**Dataset excerpts:**
######

//! Solution Catalog SDK
//!
//! This crate provides the public API for the `solution-catalog` module:
//! - `ModuleCatalogApi` trait for browsing installable modules
//! - `SolutionRegistryApi` trait for solutions, environments and installs
//! - `Module`, `Solution`, `Environment` and related models
//! - `SolutionCatalogError` for error handling
//!
//! ## Usage
//!
//! ```ignore
//! use solution_catalog_sdk::{NewEnvironment, SolutionRegistryApi};
//!
//! let envs = registry
//!     .add_environment("customer-a-core", NewEnvironment::new("QA", "customer-a-qa"))
//!     .await?;
//!
//! let env = registry
//!     .install_module("customer-a-core", "dev-1", "kafka", "3.6.0")
//!     .await?;
//! ```

#![forbid(unsafe_code)]
#![deny(rust_2018_idioms)]

pub mod api;
pub mod error;
pub mod models;

// Re-export main types at crate root for convenience
pub use api::{ModuleCatalogApi, SolutionRegistryApi};
pub use error::SolutionCatalogError;
pub use models::{
    ComponentType, Environment, EnvironmentModule, EnvironmentStatus, Module, ModuleAttributes,
    ModuleComponent, ModuleDependency, NewEnvironment, Solution, SolutionModule,
    is_development_environment,
};
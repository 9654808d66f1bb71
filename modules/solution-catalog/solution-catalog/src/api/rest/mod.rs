//! REST API layer for the Solution Catalog module.

pub mod dto;
pub mod error;
pub mod handlers;
pub mod openapi;
pub mod routes;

######

**Activity:**
Reproduce all the data word for word.

**Output for this exercise:**
//! Solution Catalog SDK
//!
//! This crate provides the public API for the `solution-catalog` module:
//! - `ModuleCatalogApi` trait for browsing installable modules
//! - `SolutionRegistryApi` trait for solutions, environments and installs
//! - `Module`, `Solution`, `Environment` and related models
//! - `SolutionCatalogError` for error handling
//!
//! ## Usage
//!
//! ```ignore
//! use solution_catalog_sdk::{NewEnvironment, SolutionRegistryApi};
//!
//! let envs = registry
//!     .add_environment("customer-a-core", NewEnvironment::new("QA", "customer-a-qa"))
//!     .await?;
//!
//! let env = registry
//!     .install_module("customer-a-core", "dev-1", "kafka", "3.6.0")
//!     .await?;
//! ```

#![forbid(unsafe_code)]
#![deny(rust_2018_idioms)]

pub mod api;
pub mod error;
pub mod models;

// Re-export main types at crate root for convenience
pub use api::{ModuleCatalogApi, SolutionRegistryApi};
pub use error::SolutionCatalogError;
pub use models::{
    ComponentType, Environment, EnvironmentModule, EnvironmentStatus, Module, ModuleAttributes,
    ModuleComponent, ModuleDependency, NewEnvironment, Solution, SolutionModule,
    is_development_environment,
};
repository 9654808d66f1bb71
filename modules/solution-catalog/solution-catalog/src/api/rest/mod.rs
//! REST API layer for the Solution Catalog module.

pub mod dto;
pub mod error;
pub mod handlers;
pub mod openapi;
pub mod routes;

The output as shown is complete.